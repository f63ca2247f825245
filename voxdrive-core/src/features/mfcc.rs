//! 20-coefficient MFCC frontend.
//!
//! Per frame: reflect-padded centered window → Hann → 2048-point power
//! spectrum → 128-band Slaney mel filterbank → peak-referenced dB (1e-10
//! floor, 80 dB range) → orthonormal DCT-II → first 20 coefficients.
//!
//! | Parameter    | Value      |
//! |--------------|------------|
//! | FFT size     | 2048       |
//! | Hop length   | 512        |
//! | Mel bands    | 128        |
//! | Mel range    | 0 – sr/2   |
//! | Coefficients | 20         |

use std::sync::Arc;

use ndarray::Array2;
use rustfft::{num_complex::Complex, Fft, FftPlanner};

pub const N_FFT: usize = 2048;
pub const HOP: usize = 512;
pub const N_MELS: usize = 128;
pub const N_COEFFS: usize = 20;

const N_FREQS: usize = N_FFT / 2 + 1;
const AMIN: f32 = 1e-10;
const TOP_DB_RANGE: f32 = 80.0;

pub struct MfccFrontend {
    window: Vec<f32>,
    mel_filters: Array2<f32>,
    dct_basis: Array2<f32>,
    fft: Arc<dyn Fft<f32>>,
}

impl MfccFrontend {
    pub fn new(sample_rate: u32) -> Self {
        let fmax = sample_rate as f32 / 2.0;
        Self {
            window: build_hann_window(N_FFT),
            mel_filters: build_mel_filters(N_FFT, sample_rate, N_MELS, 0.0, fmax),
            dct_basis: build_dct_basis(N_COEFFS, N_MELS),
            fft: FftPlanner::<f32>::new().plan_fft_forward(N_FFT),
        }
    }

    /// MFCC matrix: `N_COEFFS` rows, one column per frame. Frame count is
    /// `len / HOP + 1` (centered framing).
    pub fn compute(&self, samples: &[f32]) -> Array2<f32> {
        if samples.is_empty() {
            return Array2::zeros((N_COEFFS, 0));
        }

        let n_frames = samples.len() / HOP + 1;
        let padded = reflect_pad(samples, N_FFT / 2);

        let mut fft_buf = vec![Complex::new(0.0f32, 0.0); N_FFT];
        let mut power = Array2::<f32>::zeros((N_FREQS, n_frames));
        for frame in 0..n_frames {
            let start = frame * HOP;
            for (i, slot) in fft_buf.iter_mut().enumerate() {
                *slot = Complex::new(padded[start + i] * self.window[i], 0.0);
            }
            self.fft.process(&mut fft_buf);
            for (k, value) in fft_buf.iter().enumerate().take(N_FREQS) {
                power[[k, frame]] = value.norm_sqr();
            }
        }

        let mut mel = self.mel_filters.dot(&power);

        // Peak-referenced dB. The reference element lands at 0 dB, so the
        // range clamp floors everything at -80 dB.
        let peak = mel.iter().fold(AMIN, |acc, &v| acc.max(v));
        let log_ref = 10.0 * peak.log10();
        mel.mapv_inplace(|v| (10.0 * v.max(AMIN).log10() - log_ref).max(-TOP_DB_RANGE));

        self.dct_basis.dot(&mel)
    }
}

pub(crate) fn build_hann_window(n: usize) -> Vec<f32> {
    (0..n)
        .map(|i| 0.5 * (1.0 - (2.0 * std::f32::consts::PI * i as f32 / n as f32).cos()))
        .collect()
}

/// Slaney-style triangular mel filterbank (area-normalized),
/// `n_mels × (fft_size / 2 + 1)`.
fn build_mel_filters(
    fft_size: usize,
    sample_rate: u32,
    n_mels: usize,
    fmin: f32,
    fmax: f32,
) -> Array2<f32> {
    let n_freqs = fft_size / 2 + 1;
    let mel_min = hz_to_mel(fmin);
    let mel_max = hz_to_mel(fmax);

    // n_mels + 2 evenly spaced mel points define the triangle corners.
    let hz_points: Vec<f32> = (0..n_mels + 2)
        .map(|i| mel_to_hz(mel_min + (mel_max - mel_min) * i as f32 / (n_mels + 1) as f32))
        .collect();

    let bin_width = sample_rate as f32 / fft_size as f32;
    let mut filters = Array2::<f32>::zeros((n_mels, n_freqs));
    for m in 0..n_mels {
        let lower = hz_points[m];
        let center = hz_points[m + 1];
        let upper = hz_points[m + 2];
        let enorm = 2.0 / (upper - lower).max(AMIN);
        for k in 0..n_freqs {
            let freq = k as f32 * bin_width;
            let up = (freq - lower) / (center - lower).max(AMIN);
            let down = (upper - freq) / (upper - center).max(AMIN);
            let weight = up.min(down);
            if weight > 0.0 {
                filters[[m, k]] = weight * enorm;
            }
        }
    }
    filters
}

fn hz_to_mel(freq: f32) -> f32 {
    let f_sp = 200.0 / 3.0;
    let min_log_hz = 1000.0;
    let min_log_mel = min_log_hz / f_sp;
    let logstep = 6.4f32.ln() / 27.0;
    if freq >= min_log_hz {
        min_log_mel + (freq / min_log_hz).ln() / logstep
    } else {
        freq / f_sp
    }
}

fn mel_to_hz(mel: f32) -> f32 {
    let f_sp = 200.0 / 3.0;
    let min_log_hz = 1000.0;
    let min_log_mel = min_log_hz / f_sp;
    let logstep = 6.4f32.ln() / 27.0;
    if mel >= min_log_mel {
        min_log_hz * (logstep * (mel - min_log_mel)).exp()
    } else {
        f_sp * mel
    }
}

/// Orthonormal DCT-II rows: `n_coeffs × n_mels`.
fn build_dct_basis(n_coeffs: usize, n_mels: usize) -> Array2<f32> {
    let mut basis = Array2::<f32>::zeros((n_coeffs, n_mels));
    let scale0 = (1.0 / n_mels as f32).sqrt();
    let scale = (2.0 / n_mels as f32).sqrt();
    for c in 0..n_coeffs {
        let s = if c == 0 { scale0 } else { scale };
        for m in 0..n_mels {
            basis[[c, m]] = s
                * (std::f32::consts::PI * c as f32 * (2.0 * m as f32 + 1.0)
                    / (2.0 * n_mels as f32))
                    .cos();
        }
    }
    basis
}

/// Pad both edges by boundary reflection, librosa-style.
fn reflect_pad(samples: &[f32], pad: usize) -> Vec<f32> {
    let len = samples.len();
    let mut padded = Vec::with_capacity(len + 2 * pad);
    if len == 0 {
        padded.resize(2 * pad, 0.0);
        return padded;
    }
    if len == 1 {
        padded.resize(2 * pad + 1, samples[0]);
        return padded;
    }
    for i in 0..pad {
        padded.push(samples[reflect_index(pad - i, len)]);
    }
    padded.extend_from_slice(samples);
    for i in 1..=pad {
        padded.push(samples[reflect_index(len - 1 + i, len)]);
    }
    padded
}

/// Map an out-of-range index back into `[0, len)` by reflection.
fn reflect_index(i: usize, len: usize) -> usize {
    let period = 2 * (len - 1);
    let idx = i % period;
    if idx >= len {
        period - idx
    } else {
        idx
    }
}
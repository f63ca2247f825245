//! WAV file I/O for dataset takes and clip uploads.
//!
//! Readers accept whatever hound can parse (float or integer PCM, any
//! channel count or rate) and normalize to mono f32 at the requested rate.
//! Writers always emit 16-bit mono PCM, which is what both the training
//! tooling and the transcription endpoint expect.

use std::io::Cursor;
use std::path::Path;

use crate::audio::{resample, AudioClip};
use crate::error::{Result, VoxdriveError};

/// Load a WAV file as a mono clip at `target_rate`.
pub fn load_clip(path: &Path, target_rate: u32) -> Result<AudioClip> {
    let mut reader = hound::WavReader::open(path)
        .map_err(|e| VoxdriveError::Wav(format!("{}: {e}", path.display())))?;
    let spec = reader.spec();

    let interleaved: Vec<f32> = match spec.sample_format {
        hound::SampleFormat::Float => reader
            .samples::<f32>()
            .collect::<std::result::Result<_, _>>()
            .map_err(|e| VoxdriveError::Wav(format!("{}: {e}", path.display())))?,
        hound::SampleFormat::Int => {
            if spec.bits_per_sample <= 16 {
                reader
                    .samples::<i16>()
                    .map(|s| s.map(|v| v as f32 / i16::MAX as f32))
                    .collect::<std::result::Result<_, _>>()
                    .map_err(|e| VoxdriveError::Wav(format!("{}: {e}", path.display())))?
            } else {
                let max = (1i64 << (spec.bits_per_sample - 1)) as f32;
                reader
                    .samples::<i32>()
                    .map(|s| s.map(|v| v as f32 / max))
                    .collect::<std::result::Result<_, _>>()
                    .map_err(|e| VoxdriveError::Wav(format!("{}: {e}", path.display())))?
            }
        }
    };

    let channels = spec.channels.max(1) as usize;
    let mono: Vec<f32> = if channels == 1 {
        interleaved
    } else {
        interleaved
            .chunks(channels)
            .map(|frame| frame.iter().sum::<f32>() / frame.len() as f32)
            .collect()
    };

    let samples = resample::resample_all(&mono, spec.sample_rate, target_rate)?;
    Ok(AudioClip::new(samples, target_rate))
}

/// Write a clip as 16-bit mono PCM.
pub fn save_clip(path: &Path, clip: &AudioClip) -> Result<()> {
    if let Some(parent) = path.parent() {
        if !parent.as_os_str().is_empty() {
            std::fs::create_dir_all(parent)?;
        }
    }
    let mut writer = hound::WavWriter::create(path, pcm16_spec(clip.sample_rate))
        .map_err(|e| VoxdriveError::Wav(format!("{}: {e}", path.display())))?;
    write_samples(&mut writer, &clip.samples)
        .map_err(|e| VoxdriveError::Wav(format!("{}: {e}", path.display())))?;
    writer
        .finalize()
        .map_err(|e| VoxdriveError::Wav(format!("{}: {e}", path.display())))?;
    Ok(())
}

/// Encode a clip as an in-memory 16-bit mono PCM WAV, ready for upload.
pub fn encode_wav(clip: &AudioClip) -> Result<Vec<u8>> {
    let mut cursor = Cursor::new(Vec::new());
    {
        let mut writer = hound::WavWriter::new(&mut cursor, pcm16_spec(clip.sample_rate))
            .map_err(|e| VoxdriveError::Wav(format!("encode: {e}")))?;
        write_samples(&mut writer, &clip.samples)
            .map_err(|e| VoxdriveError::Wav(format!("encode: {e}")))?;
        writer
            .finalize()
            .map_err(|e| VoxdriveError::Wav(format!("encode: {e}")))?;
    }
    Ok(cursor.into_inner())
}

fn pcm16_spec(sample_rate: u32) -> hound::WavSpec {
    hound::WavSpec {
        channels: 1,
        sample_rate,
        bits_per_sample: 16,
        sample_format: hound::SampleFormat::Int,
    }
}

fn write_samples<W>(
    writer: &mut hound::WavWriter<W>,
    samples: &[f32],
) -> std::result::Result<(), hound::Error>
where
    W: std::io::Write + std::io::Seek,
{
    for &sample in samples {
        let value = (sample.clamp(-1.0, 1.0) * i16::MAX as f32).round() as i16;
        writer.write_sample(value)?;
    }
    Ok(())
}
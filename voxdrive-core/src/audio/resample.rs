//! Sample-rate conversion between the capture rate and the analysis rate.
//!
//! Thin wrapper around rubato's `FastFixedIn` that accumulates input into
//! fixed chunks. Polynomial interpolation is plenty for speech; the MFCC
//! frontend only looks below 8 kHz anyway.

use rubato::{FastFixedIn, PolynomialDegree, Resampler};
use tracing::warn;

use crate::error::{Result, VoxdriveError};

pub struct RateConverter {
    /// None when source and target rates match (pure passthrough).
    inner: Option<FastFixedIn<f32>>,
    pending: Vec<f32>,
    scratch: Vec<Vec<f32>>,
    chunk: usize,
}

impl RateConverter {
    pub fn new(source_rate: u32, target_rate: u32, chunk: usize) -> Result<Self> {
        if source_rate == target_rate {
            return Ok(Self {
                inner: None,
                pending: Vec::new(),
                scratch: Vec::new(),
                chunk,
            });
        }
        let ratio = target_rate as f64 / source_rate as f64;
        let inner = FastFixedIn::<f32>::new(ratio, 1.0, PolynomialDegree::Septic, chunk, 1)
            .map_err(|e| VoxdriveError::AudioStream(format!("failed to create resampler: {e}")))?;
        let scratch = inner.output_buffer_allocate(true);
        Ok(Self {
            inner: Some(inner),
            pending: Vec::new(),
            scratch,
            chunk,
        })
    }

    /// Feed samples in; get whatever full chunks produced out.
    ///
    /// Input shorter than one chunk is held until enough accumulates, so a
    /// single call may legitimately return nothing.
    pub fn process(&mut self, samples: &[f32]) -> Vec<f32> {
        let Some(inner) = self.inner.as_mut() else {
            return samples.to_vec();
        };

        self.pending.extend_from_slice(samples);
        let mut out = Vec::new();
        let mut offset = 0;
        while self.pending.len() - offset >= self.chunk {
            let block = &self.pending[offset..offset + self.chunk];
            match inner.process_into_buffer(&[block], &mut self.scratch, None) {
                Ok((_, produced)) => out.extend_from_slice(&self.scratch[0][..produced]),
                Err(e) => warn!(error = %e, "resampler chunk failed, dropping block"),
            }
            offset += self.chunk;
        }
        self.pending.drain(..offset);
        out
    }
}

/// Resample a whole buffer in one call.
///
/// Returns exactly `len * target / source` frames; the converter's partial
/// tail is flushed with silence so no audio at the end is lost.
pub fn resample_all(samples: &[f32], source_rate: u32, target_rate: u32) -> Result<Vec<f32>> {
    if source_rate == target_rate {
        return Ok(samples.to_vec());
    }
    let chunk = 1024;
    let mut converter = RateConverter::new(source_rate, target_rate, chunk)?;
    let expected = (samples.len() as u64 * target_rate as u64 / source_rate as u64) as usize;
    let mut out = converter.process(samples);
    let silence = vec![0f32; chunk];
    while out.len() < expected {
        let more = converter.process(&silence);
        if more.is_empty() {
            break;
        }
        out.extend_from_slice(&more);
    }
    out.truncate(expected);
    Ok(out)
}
◇ ◇ ◇ ◇
**TASK ITEM:** Begin with the line that contains "let more = converter.process(&silence);" and end with the last line of the material above. Set down that range exactly.

**TASK SOLUTION:**
        let more = converter.process(&silence);
        if more.is_empty() {
            break;
        }
        out.extend_from_slice(&more);
    }
    out.truncate(expected);
    Ok(out)
}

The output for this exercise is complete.